Vistos conjuntamente, nuestros hallazgos sugieren que muchas empresas en Reino Unido (y más allá) deberían observar de cerca sus prácticas de talento, especialmente a medida que la generación millennial, más exigente y diversa, se hace mayor. Una encuesta de 2018 concluyó que la mala gestión era la principal razón por la que los empleados de Reino Unido no estaban contentos en sus empleos actuales. Y los trabajadores británicos no están solos: estudios similares en Estados Unidos sugieren que la insatisfacción de los empleados con el liderazgo de la empresa es algo común.

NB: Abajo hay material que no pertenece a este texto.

//! Publisher side of the license protocol.
//!
//! The publisher unwraps the client's license key with the product's
//! private key, asks its [`LicenseIssuer`] for a decision, signs the issued
//! license and encrypts the answer under the client's license key.

use super::client::PublisherTransport;
use super::models::{LicenseRequest, PublishRequest, PublisherResponse, ERROR_HEADER};
use crate::crypto::rsa::RsaKey;
use crate::crypto::signing;
use crate::license::document::to_document;
use crate::license::LicenseKey;
use crate::LicentiaError;
use std::collections::HashMap;
use std::sync::{Arc, Mutex};
use tracing::{debug, info};

/// Product-specific publishing policy.
pub trait LicenseIssuer: Send + Sync {
    /// Private key XML for `product`, or `None` for unknown products.
    fn private_key_xml(&self, product: &str) -> Option<String>;

    /// Grant a license or refuse the request.
    fn issue(&self, request: &LicenseRequest) -> PublisherResponse;
}

/// Serves publish requests for an issuer.
pub struct LicensePublisher<I> {
    issuer: I,
    cache_private_keys: bool,
    private_keys: Mutex<HashMap<String, Arc<RsaKey>>>,
}

impl<I: LicenseIssuer> LicensePublisher<I> {
    /// Publisher that parses each product's private key once.
    pub fn new(issuer: I) -> Self {
        Self {
            issuer,
            cache_private_keys: true,
            private_keys: Mutex::new(HashMap::new()),
        }
    }

    /// Publisher that asks the issuer for the private key on every request.
    pub fn without_key_cache(issuer: I) -> Self {
        Self {
            cache_private_keys: false,
            ..Self::new(issuer)
        }
    }

    /// The issuer.
    pub fn issuer(&self) -> &I {
        &self.issuer
    }

    /// Handle one request and return the encrypted response text.
    ///
    /// # Errors
    /// - `NullPrivateKey` - the issuer knows no key for the product
    /// - `InvalidPadding` / `InvalidLicenseKey` - the wrapped key is corrupt
    /// - `ConfigError` - the version string does not parse
    pub fn respond(&self, request: &PublishRequest) -> Result<String, LicentiaError> {
        let private_key = self.private_key(&request.product)?;
        let license_key =
            LicenseKey::decrypt_from(&private_key, request.encrypted_license_key.as_deref())?;

        let license_request = LicenseRequest {
            culture: request.culture,
            product: request.product.clone(),
            version: request.version.parse()?,
            license_key,
            category: request.category.clone(),
            name: request.name.clone(),
            company: request.company.clone(),
            email: request.email.clone(),
            data: request.data.clone(),
        };

        let response = match self.issuer.issue(&license_request) {
            PublisherResponse::License(license) => {
                info!(
                    product = %request.product,
                    category = %request.category,
                    license_id = license.id(),
                    "Issued license"
                );
                signing::sign_document(&private_key, &to_document(&license)?)?
            }
            PublisherResponse::Error(message) => {
                info!(product = %request.product, reason = %message, "Refused license request");
                format!("{}{}", ERROR_HEADER, message)
            }
        };

        license_request.license_key.encrypt(&response)
    }

    fn private_key(&self, product: &str) -> Result<Arc<RsaKey>, LicentiaError> {
        if !self.cache_private_keys {
            return self.load_private_key(product);
        }

        let mut keys = self.private_keys.lock().unwrap_or_else(|e| e.into_inner());
        if let Some(key) = keys.get(product) {
            return Ok(key.clone());
        }
        let key = self.load_private_key(product)?;
        keys.insert(product.to_string(), key.clone());
        debug!(product, "Cached private key");
        Ok(key)
    }

    fn load_private_key(&self, product: &str) -> Result<Arc<RsaKey>, LicentiaError> {
        let xml = self
            .issuer
            .private_key_xml(product)
            .filter(|xml| !xml.trim().is_empty())
            .ok_or_else(|| LicentiaError::NullPrivateKey(product.to_string()))?;
        let key = RsaKey::from_xml(&xml)?;
        if !key.has_private() {
            return Err(LicentiaError::MissingPrivateKey);
        }
        Ok(Arc::new(key))
    }
}

impl<I: LicenseIssuer> PublisherTransport for LicensePublisher<I> {
    fn publish(&self, request: &PublishRequest) -> Result<String, LicentiaError> {
        self.respond(request)
    }
}
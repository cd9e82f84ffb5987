//! JSON component manifests.

use super::{ComponentInfo, DeclaredItem, Version};
use crate::crypto::digest;
use crate::LicentiaError;
use serde::Deserialize;
use std::path::{Path, PathBuf};
use tracing::debug;

#[derive(Debug, Deserialize)]
#[serde(rename_all = "camelCase")]
struct Manifest {
    name: String,
    version: Version,
    #[serde(default)]
    file_version: Option<Version>,
    #[serde(default)]
    product: Option<String>,
    #[serde(default)]
    public_key: Option<String>,
    #[serde(default)]
    public_key_file: Option<PathBuf>,
    #[serde(default)]
    license_public_key: Option<String>,
    #[serde(default)]
    artifact: Option<PathBuf>,
    #[serde(default)]
    license_items: Vec<DeclaredItem>,
    #[serde(default)]
    resources: Vec<ManifestResource>,
}

#[derive(Debug, Deserialize)]
struct ManifestResource {
    name: String,
    file: PathBuf,
}

fn read_bytes(path: &Path) -> Result<Vec<u8>, LicentiaError> {
    std::fs::read(path)
        .map_err(|e| LicentiaError::ConfigError(format!("Failed to read {}: {}", path.display(), e)))
}

pub(super) fn read(path: &Path) -> Result<ComponentInfo, LicentiaError> {
    let text = read_bytes(path)?;
    let manifest: Manifest = serde_json::from_slice(&text).map_err(|e| {
        LicentiaError::ConfigError(format!("Invalid manifest {}: {}", path.display(), e))
    })?;
    let base = path.parent().unwrap_or_else(|| Path::new("."));

    let mut info = ComponentInfo::new(manifest.name, manifest.version).with_content(&text);

    if let Some(version) = manifest.file_version {
        info = info.with_file_version(version);
    }
    if let Some(product) = manifest.product {
        info = info.with_product(product);
    }

    let blob = match (manifest.public_key, manifest.public_key_file) {
        (Some(encoded), _) => Some(digest::bytes_from_string(&encoded)?),
        (None, Some(file)) => Some(read_bytes(&base.join(file))?),
        (None, None) => None,
    };
    if let Some(blob) = blob {
        info = info.with_strong_name(&blob)?;
    }

    if let Some(xml) = manifest.license_public_key {
        info = info.with_license_public_key(xml);
    }

    if let Some(artifact) = manifest.artifact {
        let artifact = base.join(artifact);
        info = info.with_content(&read_bytes(&artifact)?).with_location(artifact);
    }

    for item in manifest.license_items {
        info = info.with_license_item(item.name, item.description);
    }
    for resource in manifest.resources {
        let content = read_bytes(&base.join(&resource.file))?;
        info = info.with_resource(resource.name, content);
    }

    debug!(component = %info.id(), manifest = %path.display(), "Read component manifest");
    Ok(info)
}

#[cfg(test)]
mod tests {
    use super::*;
    use std::fs;
    use tempfile::TempDir;

    const VENDOR_PUB: &[u8] = include_bytes!("../../tests/fixtures/vendor.pub");

    fn write_manifest(dir: &TempDir, json: &str) -> PathBuf {
        let path = dir.path().join("component.json");
        fs::write(&path, json).unwrap();
        path
    }

    #[test]
    fn test_read_full_manifest() {
        let dir = TempDir::new().unwrap();
        fs::write(dir.path().join("vendor.pub"), VENDOR_PUB).unwrap();
        fs::write(dir.path().join("Acme.Grid.dll"), b"component bytes").unwrap();
        fs::write(dir.path().join("embedded.lic"), b"Signature:...").unwrap();

        let path = write_manifest(
            &dir,
            r#"{
                "name": "Acme.Grid",
                "version": "2.1.9131.0",
                "product": "Acme Grid",
                "publicKeyFile": "vendor.pub",
                "artifact": "Acme.Grid.dll",
                "licenseItems": [{"name": "Export", "description": "Export to file"}],
                "resources": [{"name": "Acme.Grid.Acme.Grid.920152bf6f9182ee.lic", "file": "embedded.lic"}]
            }"#,
        );

        let info = ComponentInfo::read_manifest(&path).unwrap();
        assert_eq!(info.name(), "Acme.Grid");
        assert_eq!(info.version(), Version::new(2, 1, 9131, 0));
        assert_eq!(info.product(), Some("Acme Grid"));
        assert_eq!(info.public_key_token(), "920152bf6f9182ee");
        assert_eq!(info.content_hash(), digest::sha256_b64(b"component bytes"));
        assert_eq!(info.location(), Some(dir.path().join("Acme.Grid.dll").as_path()));
        assert_eq!(info.license_items()[0].name, "Export");
        assert_eq!(info.resources()[0].content, b"Signature:...");
    }

    #[test]
    fn test_read_inline_public_key() {
        let dir = TempDir::new().unwrap();
        let json = format!(
            r#"{{"name": "Acme.Chart", "version": "1.0", "publicKey": "{}"}}"#,
            digest::bytes_to_string(VENDOR_PUB)
        );
        let info = ComponentInfo::read_manifest(write_manifest(&dir, &json)).unwrap();
        assert!(info.is_signed());
        assert_eq!(info.fingerprint(), "Acme.Chart,920152bf6f9182ee");
    }

    #[test]
    fn test_unsigned_manifest_hashes_manifest_text() {
        let dir = TempDir::new().unwrap();
        let json = r#"{"name": "Tool", "version": "1.0.0.0"}"#;
        let info = ComponentInfo::read_manifest(write_manifest(&dir, json)).unwrap();
        assert!(!info.is_signed());
        assert_eq!(info.content_hash(), digest::sha256_b64(json.as_bytes()));
    }

    #[test]
    fn test_missing_manifest() {
        let dir = TempDir::new().unwrap();
        let result = ComponentInfo::read_manifest(dir.path().join("absent.json"));
        assert!(matches!(result, Err(LicentiaError::ConfigError(_))));
    }

    #[test]
    fn test_malformed_manifest() {
        let dir = TempDir::new().unwrap();
        let path = write_manifest(&dir, r#"{"name": "Tool", "version": "one"}"#);
        assert!(matches!(
            ComponentInfo::read_manifest(path),
            Err(LicentiaError::ConfigError(_))
        ));
    }

    #[test]
    fn test_missing_artifact() {
        let dir = TempDir::new().unwrap();
        let path = write_manifest(
            &dir,
            r#"{"name": "Tool", "version": "1.0", "artifact": "Tool.dll"}"#,
        );
        assert!(matches!(
            ComponentInfo::read_manifest(path),
            Err(LicentiaError::ConfigError(_))
        ));
    }
}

Según lo que hemos investigado, el camino que deben recorrer las empresas de cualquier lugar para logar mejorar comienza con la búsqueda de su esencia, así como con el reconocimiento de que la visión de la organización desde una posición intermedia puede ser menos entusiasta que la visión que se tiene desde arriba. Los líderes deben estar preparados para lidiar con lo que descubren en encuestas a los empleados o mediante ejercicios externos de benchmarking. Un compromiso real con el talento no puede construirse a medias o, peor aún, ser falso. Tal y como afirmó un encuestado, si los mensajes verbales "no viene respaldados por acciones desde la dirección, no se puede esperar que RH piense que es una prioridad."

Elevar la gestión de las personas en la agenda del management a menudo requiere poner de relieve al responsable de Recursos Humanos o a la persona más importante que esté a cargo del talento. Como mínimo, dicho responsable debe reportar directamente al CEO y ser responsable de las prioridades en talento de toda la organización. Además, la Junta Directiva puede hacer mucho más para revisar y asesorar el desempeño del talento de la organización.

Como señalaron Dominic Barton y sus coautores en su libro Talent Wins, en algunas organizaciones más orientadas al talento los CEO insisten en que el Director de Recursos Humanos y el Director Financiero sean parte de un círculo interno estratégico que impulse la estrategia en personas. Nuestra investigación, que destaca una desconexión entre la organización en su conjunto y las percepciones de los CEO y los líderes de RH, sugiere que pasar a ese modelo también requeriría un gran cambio de mentalidad.

McKinsey ha enfatizado durante mucho tiempo la relación positiva entre la salud organizacional de una empresa y su performance. El potencial de crecimiento es considerable. En el caso de Reino Unido, nuestra investigación descubrió que si las compañías avanzaran un 10% en cuanto al desempeño de las personas en relación con sus iguales, la productividad laboral aumentaría por valor de 110.000 millones de libras. Por lo menos, como ha descubierto una multinacional con sede en Reino Unido, unas mejores prácticas mejoran el compromiso de los empleados y aumentan la productividad de modo tangible.

 

Tera, Allas; Chambers, Louis; Welchman, Tom. "Confronting overconfidence in talent strategy, management, and development". McKinsey Quarterly, 08/06/2019 (Artículo consultado online el 22/07/2019).